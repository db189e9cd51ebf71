// Copyright 2017-2019 Sean Gillespie.
//
// Licensed under the Apache License, Version 2.0 <LICENSE-APACHE or
// http://www.apache.org/licenses/LICENSE-2.0> or the MIT license
// <LICENSE-MIT or http://opensource.org/licenses/MIT>, at your
// option. This file may not be copied, modified, or distributed
// except according to those terms.

//! Human-readable notation: algebraic square names, piece letters, coordinate moves and FEN.
//!
//! This is the boundary between text and the board model. Nothing else in the crate parses or
//! produces notation; callers convert at the edges and hand `Square`s and `Position`s inward.
use std::convert::TryFrom;
use std::error::Error;
use std::fmt::{self, Write};
use std::str::FromStr;

use crate::moves::Move;
use crate::position::Position;
use crate::types::{Color, Piece, PieceKind, Square};

/// Possible errors that can arise when parsing a FEN string into a `Position`.
#[derive(Copy, Clone, Debug, PartialEq, Eq)]
pub enum FenParseError {
    UnexpectedChar(char),
    UnexpectedEnd,
    InvalidDigit,
    FileDoesNotSumToEight,
    UnknownPiece,
    InvalidSideToMove,
    InvalidCastle,
    InvalidEnPassant,
    EmptyHalfmove,
    InvalidHalfmove,
    EmptyFullmove,
    InvalidFullmove,
}

impl fmt::Display for FenParseError {
    fn fmt(&self, f: &mut fmt::Formatter) -> fmt::Result {
        match self {
            FenParseError::UnexpectedChar(c) => write!(f, "unexpected character '{}'", c),
            FenParseError::UnexpectedEnd => write!(f, "unexpected end of input"),
            FenParseError::InvalidDigit => write!(f, "empty-square counts must be 1 through 8"),
            FenParseError::FileDoesNotSumToEight => write!(f, "rank does not sum to eight files"),
            FenParseError::UnknownPiece => write!(f, "unknown piece letter"),
            FenParseError::InvalidSideToMove => write!(f, "side to move must be 'w' or 'b'"),
            FenParseError::InvalidCastle => write!(f, "invalid castling rights"),
            FenParseError::InvalidEnPassant => write!(f, "invalid en passant square"),
            FenParseError::EmptyHalfmove => write!(f, "missing halfmove clock"),
            FenParseError::InvalidHalfmove => write!(f, "invalid halfmove clock"),
            FenParseError::EmptyFullmove => write!(f, "missing fullmove number"),
            FenParseError::InvalidFullmove => write!(f, "invalid fullmove number"),
        }
    }
}

impl Error for FenParseError {}

/// Error returned when a string doesn't name a square, such as "e9" or "z1".
#[derive(Clone, Debug, PartialEq, Eq)]
pub struct ParseSquareError(String);

impl fmt::Display for ParseSquareError {
    fn fmt(&self, f: &mut fmt::Formatter) -> fmt::Result {
        write!(f, "'{}' is not a square", self.0)
    }
}
// Copyright 2017-2019 Sean Gillespie.
//
// Licensed under the Apache License, Version 2.0 <LICENSE-APACHE or
// http://www.apache.org/licenses/LICENSE-2.0> or the MIT license
// <LICENSE-MIT or http://opensource.org/licenses/MIT>, at your
// option. This file may not be copied, modified, or distributed
// except according to those terms.

//! Attack detection. Everything here works directly off the position's grid and never consults
//! the move generator or the legality filter, so both of those can lean on it freely.
use arrayvec::ArrayVec;

use crate::position::Position;
use crate::types::{Color, Piece, PieceKind, Square, DIAGONAL, KING_STEPS, KNIGHT_LEAPS, STRAIGHT};

/// Precomputed on-board neighbors of every square for a fixed set of offsets.
struct NeighborTable {
    table: Vec<ArrayVec<[Square; 8]>>,
}

impl NeighborTable {
    pub fn new(offsets: &[(i32, i32)]) -> NeighborTable {
        let table = Square::all()
            .map(|sq| offsets.iter().filter_map(|&off| sq.offset(off)).collect())
            .collect();
        NeighborTable { table }
    }

    pub fn neighbors(&self, sq: Square) -> &[Square] {
        &self.table[sq.as_index()]
    }
}

lazy_static! {
    static ref KNIGHT_TABLE: NeighborTable = NeighborTable::new(&KNIGHT_LEAPS);
    static ref KING_TABLE: NeighborTable = NeighborTable::new(&KING_STEPS);
}

/// Squares a knight on `sq` could leap to.
pub fn knight_leaps(sq: Square) -> &'static [Square] {
    KNIGHT_TABLE.neighbors(sq)
}

/// Squares adjacent to `sq`.
pub fn king_steps(sq: Square) -> &'static [Square] {
    KING_TABLE.neighbors(sq)
}

/// Walks from `from` in direction `dir` and returns the first piece encountered, if any.
pub fn first_occupant(pos: &Position, from: Square, dir: (i32, i32)) -> Option<Piece> {
    let mut current = from;
    while let Some(next) = current.offset(dir) {
        if let Some(piece) = pos.piece_at(next) {
            return Some(piece);
        }

        current = next;
    }

    None
}

fn is_piece_of(piece: Piece, color: Color, kinds: &[PieceKind]) -> bool {
    piece.color == color && kinds.contains(&piece.kind)
}

/// Returns whether or not any piece of color `by` attacks `target`. Whose turn it is does not
/// matter, and neither does whether or not the attacking piece is pinned.
pub fn is_square_attacked(pos: &Position, target: Square, by: Color) -> bool {
    // Pretend that there's a "super-piece" at the target square and look along each ray for the
    // first thing it runs into.
    for &dir in STRAIGHT.iter() {
        match first_occupant(pos, target, dir) {
            Some(piece) if is_piece_of(piece, by, &[PieceKind::Rook, PieceKind::Queen]) => {
                return true
            }
            _ => {}
        }
    }

    for &dir in DIAGONAL.iter() {
        match first_occupant(pos, target, dir) {
            Some(piece) if is_piece_of(piece, by, &[PieceKind::Bishop, PieceKind::Queen]) => {
                return true
            }
            _ => {}
        }
    }

    // Knight leaps are symmetric, so a knight attacks us iff we could leap to it.
    let knight_attack = knight_leaps(target)
        .iter()
        .filter_map(|&sq| pos.piece_at(sq))
        .any(|piece| is_piece_of(piece, by, &[PieceKind::Knight]));
    if knight_attack {
        return true;
    }

    // A pawn attacks diagonally forward, so an attacking pawn stands one rank "behind" the target
    // from its own point of view.
    let behind = -by.forward();
    for &file_delta in &[-1, 1] {
        if let Some(sq) = target.offset((file_delta, behind)) {
            if let Some(piece) = pos.piece_at(sq) {
                if is_piece_of(piece, by, &[PieceKind::Pawn]) {
                    return true;
                }
            }
        }
    }

    king_steps(target)
        .iter()
        .filter_map(|&sq| pos.piece_at(sq))
        .any(|piece| is_piece_of(piece, by, &[PieceKind::King]))
}

#[cfg(test)]
mod tests {
    use super::{is_square_attacked, king_steps, knight_leaps};
    use crate::position::Position;
    use crate::types::{Color, Piece, PieceKind, Square};

    fn position_with(pieces: &[(Square, PieceKind, Color)]) -> Position {
        let mut pos = Position::new();
        for &(sq, kind, color) in pieces {
            assert!(pos.place(Piece::new(kind, color), sq));
        }

        pos
    }

    #[test]
    fn knight_table_corners() {
        assert_eq!(2, knight_leaps(Square::A1).len());
        assert_eq!(8, knight_leaps(Square::D4).len());
        assert!(knight_leaps(Square::A1).contains(&Square::B3));
        assert!(knight_leaps(Square::A1).contains(&Square::C2));
    }

    #[test]
    fn king_table_edges() {
        assert_eq!(3, king_steps(Square::H8).len());
        assert_eq!(5, king_steps(Square::E1).len());
        assert_eq!(8, king_steps(Square::E4).len());
    }

    #[test]
    fn rook_attacks_until_blocked() {
        let pos = position_with(&[
            (Square::A1, PieceKind::Rook, Color::White),
            (Square::A4, PieceKind::Pawn, Color::Black),
        ]);
        assert!(is_square_attacked(&pos, Square::A3, Color::White));
        assert!(is_square_attacked(&pos, Square::A4, Color::White));
        assert!(!is_square_attacked(&pos, Square::A5, Color::White));
        assert!(is_square_attacked(&pos, Square::H1, Color::White));
        assert!(!is_square_attacked(&pos, Square::B2, Color::White));
    }

    #[test]
    fn bishop_and_queen_diagonals() {
        let pos = position_with(&[
            (Square::C1, PieceKind::Bishop, Color::Black),
            (Square::H8, PieceKind::Queen, Color::Black),
        ]);
        assert!(is_square_attacked(&pos, Square::F4, Color::Black));
        assert!(is_square_attacked(&pos, Square::A8, Color::Black));
        assert!(is_square_attacked(&pos, Square::A1, Color::Black));
        assert!(!is_square_attacked(&pos, Square::C2, Color::Black));
        assert!(!is_square_attacked(&pos, Square::F4, Color::White));
    }

    #[test]
    fn pawn_attacks_are_directional() {
        let pos = position_with(&[
            (Square::E4, PieceKind::Pawn, Color::White),
            (Square::D5, PieceKind::Pawn, Color::Black),
        ]);

        // white pawn on e4 hits d5 and f5, but not d3
        assert!(is_square_attacked(&pos, Square::F5, Color::White));
        assert!(is_square_attacked(&pos, Square::D5, Color::White));
        assert!(!is_square_attacked(&pos, Square::D3, Color::White));
        assert!(!is_square_attacked(&pos, Square::E5, Color::White));

        // black pawn on d5 hits c4 and e4
        assert!(is_square_attacked(&pos, Square::E4, Color::Black));
        assert!(is_square_attacked(&pos, Square::C4, Color::Black));
        assert!(!is_square_attacked(&pos, Square::C6, Color::Black));
    }

    #[test]
    fn knight_and_king_attacks() {
        let pos = position_with(&[
            (Square::G1, PieceKind::Knight, Color::White),
            (Square::E8, PieceKind::King, Color::Black),
        ]);
        assert!(is_square_attacked(&pos, Square::F3, Color::White));
        assert!(is_square_attacked(&pos, Square::E2, Color::White));
        assert!(!is_square_attacked(&pos, Square::G3, Color::White));
        assert!(is_square_attacked(&pos, Square::D7, Color::Black));
        assert!(!is_square_attacked(&pos, Square::E6, Color::Black));
    }
}
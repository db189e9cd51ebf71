// Copyright 2017-2019 Sean Gillespie.
//
// Licensed under the Apache License, Version 2.0 <LICENSE-APACHE or
// http://www.apache.org/licenses/LICENSE-2.0> or the MIT license
// <LICENSE-MIT or http://opensource.org/licenses/MIT>, at your
// option. This file may not be copied, modified, or distributed
// except according to those terms.

//! The game record and the game-state state machine layered on top of it.
//!
//! A `Game` owns every position reached so far, one per ply, and classifies the game after each
//! move. Once a terminal state is reached the game refuses further moves.
use hashbrown::HashMap;

use crate::position::{InvariantViolation, MoveError, Position};
use crate::types::{Color, PieceKind, Square};

/// Where a game stands. `InProgress` is the only non-terminal state.
#[derive(Copy, Clone, Debug, PartialEq, Eq, Hash)]
pub enum GameState {
    InProgress,
    /// White has checkmated Black.
    CheckmateWhite,
    /// Black has checkmated White.
    CheckmateBlack,
    Stalemate,
    InsufficientMaterial,
    ThreefoldRepetition,
    FiftyMoveRule,
}

impl GameState {
    pub fn is_over(self) -> bool {
        self != GameState::InProgress
    }

    pub fn is_checkmate(self) -> bool {
        match self {
            GameState::CheckmateWhite | GameState::CheckmateBlack => true,
            _ => false,
        }
    }

    pub fn is_draw(self) -> bool {
        self.is_over() && !self.is_checkmate()
    }

    /// The side that delivered checkmate, if anyone did.
    pub fn winner(self) -> Option<Color> {
        match self {
            GameState::CheckmateWhite => Some(Color::White),
            GameState::CheckmateBlack => Some(Color::Black),
            _ => None,
        }
    }

    fn checkmate_by(color: Color) -> GameState {
        match color {
            Color::White => GameState::CheckmateWhite,
            Color::Black => GameState::CheckmateBlack,
        }
    }
}

/// Tunable rules.
#[derive(Copy, Clone, Debug, PartialEq, Eq)]
pub struct RulesConfig {
    /// Plies without a pawn move or capture after which the game is drawn. Counted per ply, so
    /// the default of 50 is reached after 25 moves by each side.
    pub fifty_move_threshold: u32,
}

impl Default for RulesConfig {
    fn default() -> RulesConfig {
        RulesConfig {
            fifty_move_threshold: 50,
        }
    }
}

/// The identity of a position for repetition purposes: what stands where, whose turn it is, and
/// every legal move available to every piece on the board.
#[derive(Clone, Debug, PartialEq, Eq, Hash)]
pub struct RepetitionKey {
    placement: Vec<Option<(PieceKind, Color)>>,
    side_to_move: Color,
    moves: Vec<(Square, Square)>,
}

impl RepetitionKey {
    pub fn new(pos: &Position) -> Result<RepetitionKey, InvariantViolation> {
        let placement = Square::all()
            .map(|sq| pos.piece_at(sq).map(|piece| (piece.kind, piece.color)))
            .collect();
        let mut moves = vec![];
        for (square, _) in pos.occupied() {
            for mov in pos.legal_moves_from(square)? {
                moves.push((mov.origin(), mov.destination()));
            }
        }

        moves.sort();
        Ok(RepetitionKey {
            placement,
            side_to_move: pos.side_to_move(),
            moves,
        })
    }
}

/// Whether neither side could possibly deliver checkmate with what is left on the board.
///
/// That is the case with bare kings, with kings and a single bishop or knight, or with kings and
/// one bishop per side where the two bishops are of opposite colors and stand on squares of
/// opposite colors. Any pawn, rook, or queen rules it out.
pub fn is_insufficient_material(pos: &Position) -> bool {
    let others: Vec<_> = pos
        .occupied()
        .filter(|(_, piece)| piece.kind != PieceKind::King)
        .collect();
    match others.as_slice() {
        [] => true,
        [(_, piece)] => piece.kind.is_minor(),
        [(sq_a, a), (sq_b, b)] => {
            a.kind == PieceKind::Bishop
                && b.kind == PieceKind::Bishop
                && a.color != b.color
                && sq_a.is_light() != sq_b.is_light()
        }
        _ => false,
    }
}

/// An append-only record of the positions in a game, and the state it is in.
pub struct Game {
    positions: Vec<Position>,
    occurrences: HashMap<RepetitionKey, usize>,
    state: GameState,
    config: RulesConfig,
}

impl Game {
    /// A new game from the standard starting position, with default rules.
    pub fn new() -> Game {
        Game::with_config(RulesConfig::default())
    }

    pub fn with_config(config: RulesConfig) -> Game {
        let mut occurrences = HashMap::new();
        let start = Position::from_start_position();
        if let Ok(key) = RepetitionKey::new(&start) {
            occurrences.insert(key, 1);
        }

        Game {
            positions: vec![start],
            occurrences,
            state: GameState::InProgress,
            config,
        }
    }

    /// A game starting from an arbitrary position. The position must be playable; it may
    /// already be terminal, in which case the game starts out over.
    pub fn from_position(start: Position, config: RulesConfig) -> Result<Game, InvariantViolation> {
        start.check_playable()?;
        let mut game = Game {
            positions: vec![],
            occurrences: HashMap::new(),
            state: GameState::InProgress,
            config,
        };

        game.record(start)?;
        game.state = game.evaluate()?;
        Ok(game)
    }

    pub fn current(&self) -> &Position {
        // the record always holds at least the starting position.
        &self.positions[self.positions.len() - 1]
    }

    pub fn positions(&self) -> &[Position] {
        &self.positions
    }

    /// Plies played since the start of the record.
    pub fn ply_count(&self) -> usize {
        self.positions.len() - 1
    }

    pub fn state(&self) -> GameState {
        self.state
    }

    pub fn config(&self) -> RulesConfig {
        self.config
    }

    /// How many times `pos`, by repetition identity, has occurred in this game.
    pub fn occurrences(&self, pos: &Position) -> Result<usize, InvariantViolation> {
        let key = RepetitionKey::new(pos)?;
        Ok(self.occurrences.get(&key).cloned().unwrap_or(0))
    }

    /// Plays a move for the side to move and returns the resulting state of the game.
    pub fn play(
        &mut self,
        origin: Square,
        destination: Square,
        promotion: Option<PieceKind>,
    ) -> Result<GameState, MoveError> {
        if self.state.is_over() {
            return Err(MoveError::GameOver);
        }

        let next = self.current().play(origin, destination, promotion)?;
        self.record(next)?;
        self.state = self.evaluate()?;
        if self.state.is_over() {
            info!(
                "game over after {} plies: {:?}",
                self.ply_count(),
                self.state
            );
        }

        Ok(self.state)
    }

    fn record(&mut self, pos: Position) -> Result<(), InvariantViolation> {
        let key = RepetitionKey::new(&pos)?;
        *self.occurrences.entry(key).or_insert(0) += 1;
        self.positions.push(pos);
        Ok(())
    }

    /// Classifies the current position. The first matching condition wins, in the order
    /// checkmate/stalemate, insufficient material, repetition, fifty-move rule.
    pub fn evaluate(&self) -> Result<GameState, InvariantViolation> {
        let pos = self.current();
        let side = pos.side_to_move();
        if !pos.has_legal_move()? {
            if pos.is_check(side)? {
                return Ok(GameState::checkmate_by(side.toggle()));
            }

            return Ok(GameState::Stalemate);
        }

        if is_insufficient_material(pos) {
            return Ok(GameState::InsufficientMaterial);
        }

        if self.occurrences(pos)? >= 3 {
            return Ok(GameState::ThreefoldRepetition);
        }

        if pos.halfmove_clock() >= self.config.fifty_move_threshold {
            return Ok(GameState::FiftyMoveRule);
        }

        Ok(GameState::InProgress)
    }
}

impl Default for Game {
    fn default() -> Game {
        Game::new()
    }
}
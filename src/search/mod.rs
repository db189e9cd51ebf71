// Copyright 2017-2019 Sean Gillespie.
//
// Licensed under the Apache License, Version 2.0 <LICENSE-APACHE or
// http://www.apache.org/licenses/LICENSE-2.0> or the MIT license
// <LICENSE-MIT or http://opensource.org/licenses/MIT>, at your
// option. This file may not be copied, modified, or distributed
// except according to those terms.

mod alpha_beta;
mod data;
mod searcher;

pub use alpha_beta::AlphaBetaSearcher;
pub use data::{CsvDataRecorder, DataRecorder, NullDataRecorder, Record};
pub use searcher::{MinimaxSearcher, SearchError, SearchResult, Searcher};
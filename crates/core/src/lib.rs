//! dlk-core: Core library for the dlk datalake CLI client
//!
//! This crate provides the transport-independent functionality for the dlk
//! CLI, including:
//! - Configuration and credential settings
//! - Remote path handling
//! - The PathStore trait for storage operations
//! - The chunked upload/download and paginated listing sessions
//! - Header-derived property parsing
//!
//! It is designed to be independent of any HTTP client, allowing the session
//! logic to be tested against in-memory stores.

pub mod auth;
pub mod config;
pub mod error;
pub mod paging;
pub mod path;
pub mod properties;
pub mod traits;
pub mod transfer;

pub use auth::{BearerToken, CredentialSource, TokenProvider, STORAGE_SCOPE};
pub use config::{ConfigManager, Settings};
pub use error::{Error, Result};
pub use paging::{drain_pages, Listing, PagingOptions};
pub use path::RemotePath;
pub use properties::{SystemProperties, UserProperties};
pub use traits::{
    AccessControlUpdate, ByteStream, FilesystemItem, Headers, ListFilesystemsOptions,
    ListPathsOptions, Page, PathItem, PathStore, ResourceType,
};
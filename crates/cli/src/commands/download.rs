//! download-file command
//!
//! Streams a remote file into the local filesystem chunk by chunk.

use clap::Args;
use dlk_core::{transfer, RemotePath};
use serde::Serialize;
use std::path::PathBuf;
use tokio_util::io::InspectWriter;

use crate::exit_code::ExitCode;
use crate::output::{Formatter, OutputConfig, ProgressBar};

use super::{cancel_on_ctrl_c, connect, fail, ConnectionArgs};

/// Download a remote file
#[derive(Args, Debug)]
pub struct DownloadFileArgs {
    /// Filesystem name
    #[arg(short = 'f', long)]
    pub filesystem: String,

    /// File path inside the filesystem
    #[arg(short = 'p', long)]
    pub path: String,

    /// Destination file; defaults to the remote file name in the current directory
    #[arg(long)]
    pub destination: Option<PathBuf>,
}

#[derive(Debug, Serialize)]
struct DownloadOutput {
    status: &'static str,
    source: String,
    destination: String,
    size_bytes: u64,
    size_human: String,
}

/// Execute the download-file command
pub async fn execute(
    args: DownloadFileArgs,
    conn: &ConnectionArgs,
    output_config: OutputConfig,
) -> ExitCode {
    let formatter = Formatter::new(output_config.clone());

    let source = RemotePath::new(&args.filesystem, &args.path);
    let destination = match &args.destination {
        Some(dest) => dest.clone(),
        None => match source.file_name() {
            Some(name) => PathBuf::from(name),
            None => {
                formatter.error("Remote path has no file name; pass --destination");
                return ExitCode::UsageError;
            }
        },
    };
    let dest_display = destination.display().to_string();

    if let Some(parent) = destination.parent() {
        if !parent.as_os_str().is_empty() && !parent.exists() {
            if let Err(e) = std::fs::create_dir_all(parent) {
                formatter.error(&format!("Failed to create directory: {e}"));
                return ExitCode::GeneralError;
            }
        }
    }

    let file = match tokio::fs::File::create(&destination).await {
        Ok(f) => f,
        Err(e) => {
            formatter.error(&format!("Failed to create {dest_display}: {e}"));
            return ExitCode::GeneralError;
        }
    };

    let client = match connect(conn).await {
        Ok(c) => c,
        Err(e) => return fail(&formatter, &e),
    };

    let progress = ProgressBar::spinner(&output_config, "Downloading");
    let writer = InspectWriter::new(file, |chunk: &[u8]| progress.inc(chunk.len() as u64));
    let cancel = cancel_on_ctrl_c();

    let result = transfer::download(&client, &source, writer, &cancel).await;
    progress.finish_and_clear();

    match result {
        Ok(written) => {
            let size_human = humansize::format_size(written, humansize::BINARY);
            if formatter.is_json() {
                formatter.json(&DownloadOutput {
                    status: "success",
                    source: source.to_string(),
                    destination: dest_display,
                    size_bytes: written,
                    size_human,
                });
            } else {
                formatter.println(&format!("{source} -> {dest_display} ({size_human})"));
            }
            ExitCode::Success
        }
        Err(dlk_core::Error::NotFound(_)) => {
            formatter.error(&format!("File not found: {source}"));
            ExitCode::NotFound
        }
        Err(e) => fail(&formatter, &e),
    }
}
//! Output formatter for human-readable and JSON output
//!
//! Ensures consistent output formatting across all commands. In JSON mode,
//! stdout carries strict JSON without colors or decoration.

use serde::Serialize;

use super::OutputConfig;

/// Formatter for CLI output
#[derive(Debug, Clone)]
pub struct Formatter {
    config: OutputConfig,
}

impl Formatter {
    /// Create a new formatter with the given configuration
    pub fn new(config: OutputConfig) -> Self {
        Self { config }
    }

    /// Check if JSON output mode is enabled
    pub fn is_json(&self) -> bool {
        self.config.json
    }

    /// Check if quiet mode is enabled
    pub fn is_quiet(&self) -> bool {
        self.config.quiet
    }

    /// Check if colors are enabled
    pub fn colors_enabled(&self) -> bool {
        !self.config.no_color && !self.config.json
    }

    /// Output a success message
    pub fn success(&self, message: &str) {
        if self.config.quiet || self.config.json {
            // In JSON mode, success is indicated by exit code, not message
            return;
        }

        if self.colors_enabled() {
            println!("\x1b[32m✓\x1b[0m {message}");
        } else {
            println!("✓ {message}");
        }
    }

    /// Output an error message
    ///
    /// Errors are always printed, even in quiet mode.
    pub fn error(&self, message: &str) {
        if self.config.json {
            let error = serde_json::json!({
                "error": message
            });
            eprintln!(
                "{}",
                serde_json::to_string_pretty(&error).unwrap_or_else(|_| message.to_string())
            );
        } else if self.colors_enabled() {
            eprintln!("\x1b[31m✗\x1b[0m {message}");
        } else {
            eprintln!("✗ {message}");
        }
    }

    /// Output JSON directly
    pub fn json<T: Serialize>(&self, value: &T) {
        match serde_json::to_string_pretty(value) {
            Ok(json) => println!("{json}"),
            Err(e) => eprintln!("Error serializing output: {e}"),
        }
    }

    /// Print a line of text (respects quiet mode)
    pub fn println(&self, message: &str) {
        if self.config.quiet {
            return;
        }
        println!("{message}");
    }
}

impl Default for Formatter {
    fn default() -> Self {
        Self::new(OutputConfig::default())
    }
}

#[cfg(test)]
mod tests {
    use super::*;

    #[test]
    fn test_formatter_default() {
        let formatter = Formatter::default();
        assert!(!formatter.is_json());
        assert!(!formatter.is_quiet());
        assert!(formatter.colors_enabled());
    }

    #[test]
    fn test_formatter_json_mode() {
        let config = OutputConfig {
            json: true,
            ..Default::default()
        };
        let formatter = Formatter::new(config);
        assert!(formatter.is_json());
        assert!(!formatter.colors_enabled()); // Colors disabled in JSON mode
    }

    #[test]
    fn test_formatter_no_color() {
        let config = OutputConfig {
            no_color: true,
            ..Default::default()
        };
        let formatter = Formatter::new(config);
        assert!(!formatter.colors_enabled());
    }
}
********************
### Exercise requirements
All lines with the word "super" must be located in the data and copied.

### The completed task
    // Pretend that there's a "super-piece" at the target square and look along each ray for the
    use super::{is_square_attacked, king_steps, knight_leaps};
use super::{cancel_on_ctrl_c, connect, fail, ConnectionArgs};
use super::OutputConfig;
    use super::*;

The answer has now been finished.